4.10.4 Manipulation Checks
At the end of Study 4, we asked participants to choose whether they “always had information available from their teammates,” “had no information from their teammates,” or “had information available from their teammates, but could choose not to see it.” χ2 tests revealed that participants accurately recalled whether they had the option to solicit information from teammates (χ2 = 435.57, p < 0.001). Likewise, the check for signal fit worked as expected (χ2 = 7.64, p = 0.006). To check whether our congruent signal manipulations impacted participants, we regressed the impact of signal congruence on participant confidence in their final decision. Mixed effects regression including only the main effects of our experimental conditions shows that the only variable predicting final decision confidence was the signal congruence variable (𝝲 = 3.109, p < 0.001). Looking at interactions, the main effects of signal fit (𝝲 = 0.095, p = 0.970) and optional advice (𝝲 = − 0.722, p = 0.773) were not significant. The three-way interaction between experimental manipulations was trending, though not significant (𝝲 = − 4.759, p = 0.065).
4.11 Study 4 Results
Table 11 displays the means, standard deviations, and descriptive statistics of our Study 4 variables. Results show that when accounting for only the main effects of our experimental conditions, signal fit had no significant effect on the likelihood of AI convergence regardless of whether additional information was presented as bar charts showing historical selection ratios of Iris AI (Odds ratio = 0.879, p = 0.183). Furthermore, like in previous studies, we found that being in the optional AI advice condition reduced the likelihood of convergence between participants and Iris AI (Odds ratio = 0.672, p < 0.001), replicating the findings from Studies 1–3 related to Hypothesis 2. As in Study 3, we find the key driver of AI convergence is the congruence of the signal set within the team (Hypothesis 3). When the signals sent by Iris AI and Sam Smith were congruent, participants' decisions were much more likely to converge with Iris AI (Odds ratio = 3.717, p < 0.001).

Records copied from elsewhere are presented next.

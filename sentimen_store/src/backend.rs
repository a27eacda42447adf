use std::sync::{Mutex, PoisonError};

use crate::errors::{Result, StoreError};
use crate::record::{FeedbackRecord, PredictionRecord};

/// Storage of predictions and feedback.
pub trait StorageBackend: Send + Sync {
    /// Returns a human-readable name of the backend.
    fn name(&self) -> &str;

    /// Returns `true` if the backend can accept records now.
    fn is_available(&self) -> bool;

    fn save_prediction(&self, record: &PredictionRecord) -> Result<()>;

    fn save_feedback(&self, record: &FeedbackRecord) -> Result<()>;

    /// Returns up to `limit` predictions, newest first.
    fn history(&self, limit: usize) -> Result<Vec<PredictionRecord>>;

    /// Returns every feedback record in insertion order.
    fn feedback(&self) -> Result<Vec<FeedbackRecord>>;
}

/// Returns the last `limit` items in reverse order.
pub(crate) fn newest_first<T>(mut items: Vec<T>, limit: usize) -> Vec<T> {
    let start = items.len().saturating_sub(limit);
    items.drain(..start);
    items.reverse();
    items
}

/// Backend keeping records in process memory.
#[derive(Debug, Default)]
pub struct MemoryStorage {
    available: bool,
    predictions: Mutex<Vec<PredictionRecord>>,
    feedback: Mutex<Vec<FeedbackRecord>>,
}

impl MemoryStorage {
    pub fn new() -> Self {
        Self {
            available: true,
            ..Self::default()
        }
    }

    /// Creates a backend that refuses every operation.
    pub fn unavailable() -> Self {
        Self::default()
    }

    fn check(&self) -> Result<()> {
        if self.available {
            Ok(())
        } else {
            Err(StoreError::unavailable(self.name()))
        }
    }
}

impl StorageBackend for MemoryStorage {
    fn name(&self) -> &str {
        "memory"
    }

    fn is_available(&self) -> bool {
        self.available
    }

    fn save_prediction(&self, record: &PredictionRecord) -> Result<()> {
        self.check()?;
        self.predictions
            .lock()
            .unwrap_or_else(PoisonError::into_inner)
            .push(record.clone());
        Ok(())
    }

    fn save_feedback(&self, record: &FeedbackRecord) -> Result<()> {
        self.check()?;
        self.feedback
            .lock()
            .unwrap_or_else(PoisonError::into_inner)
            .push(record.clone());
        Ok(())
    }

    fn history(&self, limit: usize) -> Result<Vec<PredictionRecord>> {
        self.check()?;
        let predictions = self
            .predictions
            .lock()
            .unwrap_or_else(PoisonError::into_inner)
            .clone();
        Ok(newest_first(predictions, limit))
    }

    fn feedback(&self) -> Result<Vec<FeedbackRecord>> {
        self.check()?;
        Ok(self
            .feedback
            .lock()
            .unwrap_or_else(PoisonError::into_inner)
            .clone())
    }
}

#[cfg(test)]
mod tests {
    use super::*;

    use sentimen::Category;

    #[test]
    fn test_newest_first() {
        assert_eq!(vec![5, 4, 3], newest_first(vec![1, 2, 3, 4, 5], 3));
        assert_eq!(vec![2, 1], newest_first(vec![1, 2], 10));
        assert_eq!(Vec::<u8>::new(), newest_first(vec![1, 2], 0));
    }

    #[test]
    fn test_memory_feedback() {
        let s = MemoryStorage::new();
        assert!(s.is_available());
        s.save_feedback(&FeedbackRecord::correct("a", Category::Neutral))
            .unwrap();
        assert_eq!(1, s.feedback().unwrap().len());
        assert!(s.history(10).unwrap().is_empty());
    }

    #[test]
    fn test_memory_unavailable() {
        let s = MemoryStorage::unavailable();
        assert!(!s.is_available());
        let r = s.save_feedback(&FeedbackRecord::correct("a", Category::Neutral));
        assert!(matches!(r, Err(StoreError::Unavailable(_))));
        assert!(s.feedback().is_err());
    }
}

Variable | M | SD | 1 | 2 | 3 | 4 | 5 | 6 | 7 | 8 | 9 | 10 | 11 | 12 | |
---|---|---|---|---|---|---|---|---|---|---|---|---|---|---|---|
1 | Took AI advice | 0.64 | 0.48 | 1.000 | |||||||||||
2 | Weak signal fit | 0.53 | 0.50 | −0.024 | 1.000 | ||||||||||
3 | Optional AI | 0.53 | 0.50 | −0.085 | −0.039 | 1.000 | |||||||||
4 | Congruent signal set | 0.50 | 0.50 | 0.299 | 0.000 | 0.000 | 1.000 | ||||||||
5 | Decline to solicit | 0.07 | 0.26 | −0.042 | 0.006 | 0.263 | 0.050 | 1.000 | |||||||
6 | Initial decision confidence | 74.08 | 18.24 | −0.023 | 0.028 | 0.013 | −0.014 | 0.032 | 1.000 | ||||||
7 | Female | 0.50 | 0.50 | 0.002 | −0.042 | −0.042 | 0.000 | −0.101 | −0.076 | 1.000 | |||||
8 | Black participant | 0.33 | 0.47 | −0.065 | 0.069 | 0.036 | 0.000 | 0.086 | 0.104 | −0.047 | 1.000 | ||||
9 | Explicit racism | 2.81 | 1.27 | −0.001 | −0.046 | 0.071 | 0.000 | 0.134 | −0.126 | −0.184 | 0.182 | 1.000 | |||
10 | Explicit sexism | 3.18 | 1.38 | −0.011 | −0.061 | 0.067 | 0.000 | 0.040 | −0.052 | −0.286 | 0.104 | 0.427 | 1.000 | ||
11 | Trust in AI system | 3.53 | 0.91 | 0.030 | −0.086 | −0.047 | 0.000 | 0.007 | 0.066 | −0.095 | 0.342 | 0.251 | 0.157 | 1.000 | |
12 | Algorithmic aversion | 4.34 | 1.39 | −0.030 | 0.071 | 0.046 | 0.000 | −0.049 | −0.051 | 0.093 | −0.127 | −0.180 | −0.085 | −0.610 | 1.000 |
- Note: N Level 2 = 259; N Level 1 = 2072. All correlations above 0.025 in absolute value are significant at p < 0.05.
Accounting for the choice to see the advice by Sam Smith and Iris AI in the optional AI conditions, we find a different pattern of results than was found in Studies 1–3. First, the effect of choosing to ignore teammates' advice decreased the likelihood of taking Iris AI's advice (the direction of the effect was the same as in previous studies), but this effect was only trending (Odds ratio = 0.724, p = 0.085). Furthermore, the impact of being in the optional AI condition did not become positive when accounting for participants' decisions to see team members' advice. In other words, the effect remained negative and significant (Odds ratio = 0.701, p < 0.001). Thus, Hypothesis 1 was not supported, and Hypothesis 2 was only weakly supported. Hypothesis 3 was supported.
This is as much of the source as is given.